Readings/Bibliography

  • Slides.
  • M. Golfarelli, Stefano Rizzi. Data Warehouse: teoria e pratica della progettazione. McGraw-Hill, Second Edition, 2006.
Recommended readings:
  • M. Berry, G. Linoff. Data mining techniques for marketing, sales, and customer support. John Wiley & Sons, 1997.
  • B. Devlin. Data warehouse: from architecture to implementation. Addison-Wesley Longman, 1997.
  • W.H. Inmon. Building the data warehouse. John Wiley & Sons, 1996.
  • M. Jarke, M. Lenzerini, Y. Vassiliou, P. Vassiliadis. Fundamentals of data warehouse. Springer, 2000.
  • R. Kimball, L. Reeves, M. Ross, W. Thornthwaite. The data warehouse lifecycle toolkit. John Wiley & Sons, 1998.
  • I. Witten, E. Frank. Data mining. Morgan Kaufmann Publishers, 2000.

Teaching methods

  • Lessons and exercises in the classroom
  • Team exercises using virtual collaborative whiteboards
  • Practice in the laboratory on widespread data warehousing tools

As concerns the teaching methods of this course unit, all students must attend Module 1, 2 on Health and Safety online

Assessment methods

Exams will be done either in presence or online, depending on the sanitary conditions and on the prescriptions given by the administration. In the online case, the Zoom and EOL platforms will be used. An exam consists of a 90-minutes written test, followed by a 30-minutes practical test; no books or notes can be accessed during both tests. The written test includes a design section, that requires to solve two exercises about conceptual and logical data warehouse design, and a theoretical section based on a few questions on all the course contents. The practical test uses the technological stack seen during lab lessons. Further details will be given during the lessons and in the "notes" field of AlmaEsami. The maximum evaluation score is 30/30.

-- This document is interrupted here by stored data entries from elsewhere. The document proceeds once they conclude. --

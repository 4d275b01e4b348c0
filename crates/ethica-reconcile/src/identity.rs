//! Identity and versioning of nested entities.

use chrono::{DateTime, Utc};

/// An entity addressable by a stable key, optionally carrying a version
/// stamp (`updated_at`).
pub trait Identified {
    type Key: PartialEq + std::fmt::Debug;

    fn key(&self) -> &Self::Key;

    fn version(&self) -> Option<&DateTime<Utc>>;
}

/// A collection item that can absorb a partial of itself.
pub trait Upsert: Identified + Clone {
    type Patch: Identified<Key = Self::Key>;

    /// An item holding only `key`, every other field defaulted.
    fn blank(key: &Self::Key) -> Self;

    /// Copy every field present in `patch` except nested collections.
    /// Returns whether any field changed.
    fn apply_fields(&mut self, patch: &Self::Patch) -> bool;

    /// Merge nested collections carried by `patch`.
    fn apply_nested(&mut self, _patch: &Self::Patch) -> bool {
        false
    }

    /// Build a new item from a partial that matched nothing.
    fn from_patch(patch: &Self::Patch) -> Self {
        let mut item = Self::blank(patch.key());
        item.apply_fields(patch);
        item.apply_nested(patch);
        item
    }
}

/// Both sides carry a version stamp and the stamps agree.
pub fn same_version<A, B>(a: &A, b: &B) -> bool
where
    A: Identified,
    B: Identified<Key = A::Key>,
{
    matches!((a.version(), b.version()), (Some(x), Some(y)) if x == y)
}

/// Whether `incoming` should replace `current` wholesale.
///
/// Differing keys always supersede. With equal keys, version stamps decide
/// when both sides have one; otherwise fields are compared one by one.
pub fn supersedes<T>(current: &T, incoming: &T) -> bool
where
    T: Identified + PartialEq,
{
    if current.key() != incoming.key() {
        return true;
    }
    match (current.version(), incoming.version()) {
        (Some(a), Some(b)) => a != b,
        _ => current != incoming,
    }
}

To attend the exam, each student must sign up via AlmaEsami within a deadline. Those who cannot sign up must immediately communicate the problem to the teaching secretariat. Deciding whether to allow them to attend the exam or not is up to the teacher. Once the test results have been published, each student has one week to decide if (s)he wants to accept the grade or not. In case s(he) decides to refuse the grade, s(he) has to write an email to the teacher.

 

Teaching tools

Downloadable didactic material.

Teams platform for online teaching.

Miro platform for exercises.

Office hours

See the website of Stefano Rizzi

See the website of Enrico Gallinucci

SDGs

Industry, innovation and infrastructure

This teaching activity contributes to the achievement of the Sustainable Development Goals of the UN 2030 Agenda.